Pour les acteurs Ruddy Rodríguez et Luis José Santander, le public vénézuélien a été un désir depuis plusieurs années.
Le couple, qui a formé l’un des doubles romantiques les plus réussis du pays dans des feuilletons tels que «Niña Niña» (Venevisión, 1988), sera présenté ensemble à Venezuela, leur projet le plus récent, « What I Mosé dans le déménagement », a également servi d’excuse pour rencontrer des questions et des questions.
Les acteurs lors de leur rencontre avec les médias: Photo: María Isabel Batista
– Qu’est-ce que cela signifie pour vous de rencontrer le mouvement artistique vénézuélien?
–Luis José Santander (LJS): Je veux que nous sachions que nous avons quitté le Venezuela pour les vicissitudes de la vie. Mais je veux qu’ils sachent que bien que nous ayons quitté le pays, le pays ne nous a pas quittés. C’est pourquoi nous sommes ici avec vous, nous sommes venus reprendre, il y a un très bon mouvement théâtral que l’on voit de l’extérieur.
–Ruddy Rodríguez (RR): La seule chose que je peux ajouter, c’est que peu importe où l’on est dans la vie, on mène toujours à sa terre dans son cœur à travers sa gastronomie, ses coutumes, nous n’avons pas perdu son accent … et quand Luis José m’a dit: « Nous allons libérer au Venezuela », j’ai dit: « Nous allons le donner ». Parce que nous étions prophètes de notre terre et on peut vérifier que vous êtes un prophète dans votre pays, où vous allez et reviens. Et avec cette réception que nous avons eue, il a été prouvé que oui, à quel point nous arrivons, que nous sommes ici et que nous sommes heureux.

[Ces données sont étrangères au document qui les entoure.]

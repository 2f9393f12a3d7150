//! Terminal-window ↔ work-session matching.
//!
//! The matcher correlates ambient terminal windows with known sessions
//! so the bridge can route "the session in this window" requests.
//! Algorithmic scores come from [`matcher`]; durable user overrides live
//! in [`confirmed`]; window enumeration hides behind the
//! [`windows::WindowSource`] trait so tests never shell out.

pub mod confirmed;
pub mod matcher;
pub mod windows;

pub use confirmed::ConfirmedMappings;
pub use matcher::{FuzzyMatcher, Match, MatchSummary};
pub use windows::{StaticWindows, SystemWindowSource, TerminalInfo, WindowSource};
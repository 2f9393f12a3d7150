//! deskbridge — secure pairing and authenticated bridge between a
//! workstation host and its companion devices.
//!
//! A companion device pairs with the host through a human-approved
//! handshake, then issues authenticated, replay-protected, optionally
//! AEAD-encrypted requests. The bridge also watches the host's
//! long-running work sessions and fuzzily matches them against open
//! terminal windows so the companion can address "the session in this
//! window".

pub mod auth;
pub mod config;
pub mod crypto;
pub mod error;
pub mod forward;
pub mod matching;
pub mod pairing;
pub mod server;
pub mod sessions;
pub mod storage;

pub use config::BridgeConfig;
pub use error::BridgeError;
pub use server::{AppState, BridgeServer};
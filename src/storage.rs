//! JSON file persistence helpers shared by the durable stores.
//!
//! Every store in the bridge (host identity, paired devices, confirmed
//! mappings) is a single small JSON file. Writes go through a temp file
//! followed by a rename so a crash mid-write can never leave a torn file.

use std::path::Path;

use serde::Serialize;
use serde::de::DeserializeOwned;

use crate::error::StorageError;

/// Read and deserialize a JSON file, returning `None` if it does not exist.
pub async fn read_json<T: DeserializeOwned>(path: &Path) -> Result<Option<T>, StorageError> {
    let raw = match tokio::fs::read_to_string(path).await {
        Ok(raw) => raw,
        Err(e) if e.kind() == std::io::ErrorKind::NotFound => return Ok(None),
        Err(e) => return Err(StorageError::io(path.display().to_string(), e)),
    };

    serde_json::from_str(&raw)
        .map(Some)
        .map_err(|e| StorageError::Corrupt {
            path: path.display().to_string(),
            message: e.to_string(),
        })
}

/// Serialize a value and write it atomically (temp file, then rename).
///
/// Creates the parent directory on first use.
pub async fn write_json_atomic<T: Serialize>(path: &Path, value: &T) -> Result<(), StorageError> {
    if let Some(parent) = path.parent() {
        tokio::fs::create_dir_all(parent)
            .await
            .map_err(|e| StorageError::io(parent.display().to_string(), e))?;
    }

    let content = serde_json::to_string_pretty(value)?;
    let tmp_path = path.with_extension("json.tmp");

    tokio::fs::write(&tmp_path, &content)
        .await
        .map_err(|e| StorageError::io(tmp_path.display().to_string(), e))?;

    tokio::fs::rename(&tmp_path, path)
        .await
        .map_err(|e| StorageError::io(path.display().to_string(), e))
}

/// Restrict a file to owner read/write. No-op on non-unix platforms.
pub async fn restrict_permissions(path: &Path) -> Result<(), StorageError> {
    #[cfg(unix)]
    {
        use std::os::unix::fs::PermissionsExt;
        tokio::fs::set_permissions(path, std::fs::Permissions::from_mode(0o600))
            .await
            .map_err(|e| StorageError::io(path.display().to_string(), e))?;
    }
    #[cfg(not(unix))]
    let _ = path;
    Ok(())
}
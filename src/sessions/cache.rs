//! Session cache with staleness tracking and single-flight refresh.
//!
//! Request handlers read from the cache; a rescan happens only when the
//! cache has outlived the poll interval, a caller forces it, or the
//! background poll fires. Concurrent refreshes coalesce: whoever loses
//! the race reuses the winner's result instead of double-scanning.

use std::path::PathBuf;
use std::sync::Arc;
use std::sync::atomic::{AtomicBool, Ordering};
use std::time::{Duration, Instant};

use chrono::{DateTime, Utc};
use serde::Serialize;
use tokio::sync::{Mutex, RwLock};
use tokio::task::JoinHandle;

use crate::error::SessionError;
use crate::sessions::scan::{Session, scan_sessions};

/// Upper bound on a single filesystem scan.
const SCAN_TIMEOUT: Duration = Duration::from_secs(5);

struct CachedScan {
    sessions: Vec<Session>,
    refreshed_at: Instant,
    last_refresh: DateTime<Utc>,
}

/// Cache freshness snapshot for observability.
#[derive(Debug, Clone, Serialize)]
pub struct CacheStatus {
    /// `"cold"`, `"refreshing"`, or `"warm"`.
    pub state: &'static str,
    #[serde(skip_serializing_if = "Option::is_none")]
    pub cache_age_ms: Option<u64>,
    #[serde(skip_serializing_if = "Option::is_none")]
    pub last_refresh: Option<DateTime<Utc>>,
}

/// Polls and caches the host's active work sessions.
pub struct SessionCache {
    root: PathBuf,
    poll: Duration,
    live_window: Duration,
    cached: RwLock<Option<CachedScan>>,
    refresh_lock: Mutex<()>,
    refreshing: AtomicBool,
    poll_handle: Mutex<Option<JoinHandle<()>>>,
}

impl SessionCache {
    pub fn new(root: PathBuf, poll: Duration, live_window: Duration) -> Self {
        Self {
            root,
            poll,
            live_window,
            cached: RwLock::new(None),
            refresh_lock: Mutex::new(()),
            refreshing: AtomicBool::new(false),
            poll_handle: Mutex::new(None),
        }
    }

    /// Return cached sessions, rescanning when forced or stale.
    pub async fn get_sessions(&self, force_refresh: bool) -> Result<Vec<Session>, SessionError> {
        if !force_refresh {
            let cached = self.cached.read().await;
            if let Some(scan) = cached.as_ref() {
                if scan.refreshed_at.elapsed() < self.poll {
                    return Ok(scan.sessions.clone());
                }
            }
        }
        self.refresh().await
    }

    /// Targeted lookup. On a cache miss the caller may retry once with
    /// `force_refresh`, since a just-created session may not be cached
    /// yet; [`Self::get_session_with_retry`] wraps that pattern.
    pub async fn get_session(
        &self,
        id: &str,
        force_refresh: bool,
    ) -> Result<Option<Session>, SessionError> {
        Ok(self
            .get_sessions(force_refresh)
            .await?
            .into_iter()
            .find(|s| s.id == id))
    }

    /// Cached lookup with a single forced retry on miss.
    pub async fn get_session_with_retry(&self, id: &str) -> Result<Option<Session>, SessionError> {
        if let Some(session) = self.get_session(id, false).await? {
            return Ok(Some(session));
        }
        self.get_session(id, true).await
    }

    /// Cache freshness for clients deciding whether to force a refresh.
    pub async fn get_status(&self) -> CacheStatus {
        if self.refreshing.load(Ordering::Relaxed) {
            return CacheStatus {
                state: "refreshing",
                cache_age_ms: None,
                last_refresh: self.cached.read().await.as_ref().map(|s| s.last_refresh),
            };
        }

        match self.cached.read().await.as_ref() {
            Some(scan) => CacheStatus {
                state: "warm",
                cache_age_ms: Some(scan.refreshed_at.elapsed().as_millis() as u64),
                last_refresh: Some(scan.last_refresh),
            },
            None => CacheStatus {
                state: "cold",
                cache_age_ms: None,
                last_refresh: None,
            },
        }
    }

    async fn refresh(&self) -> Result<Vec<Session>, SessionError> {
        let started = Instant::now();
        let _guard = self.refresh_lock.lock().await;

        // Single-flight: if another task finished a refresh while we
        // waited for the lock, its result is fresh enough.
        {
            let cached = self.cached.read().await;
            if let Some(scan) = cached.as_ref() {
                if scan.refreshed_at >= started {
                    return Ok(scan.sessions.clone());
                }
            }
        }

        self.refreshing.store(true, Ordering::Relaxed);
        let result = tokio::time::timeout(
            SCAN_TIMEOUT,
            scan_sessions(&self.root, self.live_window),
        )
        .await;
        self.refreshing.store(false, Ordering::Relaxed);

        let sessions = match result {
            Ok(Ok(sessions)) => sessions,
            Ok(Err(e)) => return self.fall_back(e).await,
            Err(_) => {
                return self
                    .fall_back(SessionError::ScanFailed(format!(
                        "scan exceeded {}s",
                        SCAN_TIMEOUT.as_secs()
                    )))
                    .await;
            }
        };

        *self.cached.write().await = Some(CachedScan {
            sessions: sessions.clone(),
            refreshed_at: Instant::now(),
            last_refresh: Utc::now(),
        });
        tracing::debug!(count = sessions.len(), "Session cache refreshed");
        Ok(sessions)
    }

    /// A failed rescan keeps serving the previous cache; the error only
    /// surfaces when there is nothing cached at all.
    async fn fall_back(&self, error: SessionError) -> Result<Vec<Session>, SessionError> {
        let cached = self.cached.read().await;
        match cached.as_ref() {
            Some(scan) => {
                tracing::warn!(error = %error, "Session rescan failed, serving stale cache");
                Ok(scan.sessions.clone())
            }
            None => Err(error),
        }
    }

    /// Spawn the background polling loop.
    pub async fn spawn_poll_task(self: &Arc<Self>) {
        let cache = Arc::clone(self);
        let handle = tokio::spawn(async move {
            let mut timer = tokio::time::interval(cache.poll);
            loop {
                timer.tick().await;
                if let Err(e) = cache.get_sessions(true).await {
                    tracing::warn!(error = %e, "Background session poll failed");
                }
            }
        });

        if let Some(old) = self.poll_handle.lock().await.replace(handle) {
            old.abort();
        }
    }

    /// Cancel the background polling loop. In-flight request handlers
    /// are unaffected.
    pub async fn shutdown(&self) {
        if let Some(handle) = self.poll_handle.lock().await.take() {
            handle.abort();
        }
    }
}

#[cfg(test)]
mod tests {
    use super::*;

    async fn seeded_cache(poll: Duration) -> (Arc<SessionCache>, tempfile::TempDir) {
        let dir = tempfile::tempdir().unwrap();
        let folder = dir.path().join("-Users-sam-notes");
        tokio::fs::create_dir_all(&folder).await.unwrap();
        tokio::fs::write(folder.join("sess-a.jsonl"), "{}\n{}\n")
            .await
            .unwrap();

        let cache = Arc::new(SessionCache::new(
            dir.path().to_path_buf(),
            poll,
            Duration::from_secs(300),
        ));
        (cache, dir)
    }

    #[tokio::test]
    async fn test_cold_cache_scans_then_serves_cached() {
        let (cache, dir) = seeded_cache(Duration::from_secs(3600)).await;

        assert_eq!(cache.get_status().await.state, "cold");
        let sessions = cache.get_sessions(false).await.unwrap();
        assert_eq!(sessions.len(), 1);
        assert_eq!(cache.get_status().await.state, "warm");

        // A session added after the scan is invisible until forced.
        let folder = dir.path().join("-Users-sam-notes");
        tokio::fs::write(folder.join("sess-b.jsonl"), "{}\n")
            .await
            .unwrap();
        assert_eq!(cache.get_sessions(false).await.unwrap().len(), 1);
        assert_eq!(cache.get_sessions(true).await.unwrap().len(), 2);
    }

    #[tokio::test]
    async fn test_get_session_with_retry_finds_new_session() {
        let (cache, dir) = seeded_cache(Duration::from_secs(3600)).await;
        cache.get_sessions(false).await.unwrap();

        let folder = dir.path().join("-Users-sam-notes");
        tokio::fs::write(folder.join("sess-new.jsonl"), "{}\n")
            .await
            .unwrap();

        // The plain cached lookup misses; the retry path forces a rescan.
        assert!(cache.get_session("sess-new", false).await.unwrap().is_none());
        let found = cache.get_session_with_retry("sess-new").await.unwrap();
        assert!(found.is_some());
    }

    #[tokio::test]
    async fn test_missing_session_is_none_not_error() {
        let (cache, _dir) = seeded_cache(Duration::from_secs(3600)).await;
        assert!(cache.get_session_with_retry("ghost").await.unwrap().is_none());
    }

    #[tokio::test]
    async fn test_stale_cache_refreshes_on_read() {
        let (cache, dir) = seeded_cache(Duration::ZERO).await;
        cache.get_sessions(false).await.unwrap();

        let folder = dir.path().join("-Users-sam-notes");
        tokio::fs::write(folder.join("sess-b.jsonl"), "{}\n")
            .await
            .unwrap();

        // poll = 0 means every read sees the cache as stale.
        assert_eq!(cache.get_sessions(false).await.unwrap().len(), 2);
    }

    #[tokio::test]
    async fn test_concurrent_forced_refreshes_coalesce() {
        let (cache, _dir) = seeded_cache(Duration::from_secs(3600)).await;

        let tasks: Vec<_> = (0..8)
            .map(|_| {
                let cache = Arc::clone(&cache);
                tokio::spawn(async move { cache.get_sessions(true).await.unwrap().len() })
            })
            .collect();

        for task in tasks {
            assert_eq!(task.await.unwrap(), 1);
        }
    }

    #[tokio::test]
    async fn test_shutdown_aborts_poller() {
        let (cache, _dir) = seeded_cache(Duration::from_millis(10)).await;
        cache.spawn_poll_task().await;
        cache.shutdown().await;
        assert!(cache.poll_handle.lock().await.is_none());
    }
}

Photo: María Isabel Batista
– Qu’ont-ils manqué au Venezuela et qu’ont-ils perdu en déménagement?
– RR: À ma famille. Je ne suis pas attaché aux lieux et à la nourriture que je fais, donc je ne le manque pas. Les gens le voient partout, en Espagne, à Miami, il y a en plus des Vénézuéliens dans le monde entier … en ce qui concerne ce que j’ai perdu dans le mouvement, car je ne perds que ce qui n’était pas important. Je garde les souvenirs, je voyage toujours à la légère, même s’ils ne le croient pas … peut-être les endroits comme Ávila, l’hôtel Las Fiftel Letters (à Macuto, dans l’État de La Guaira) … en fait, nous allons y prendre les cendres de mon père, afin qu’il revienne à l’endroit où il a grandi.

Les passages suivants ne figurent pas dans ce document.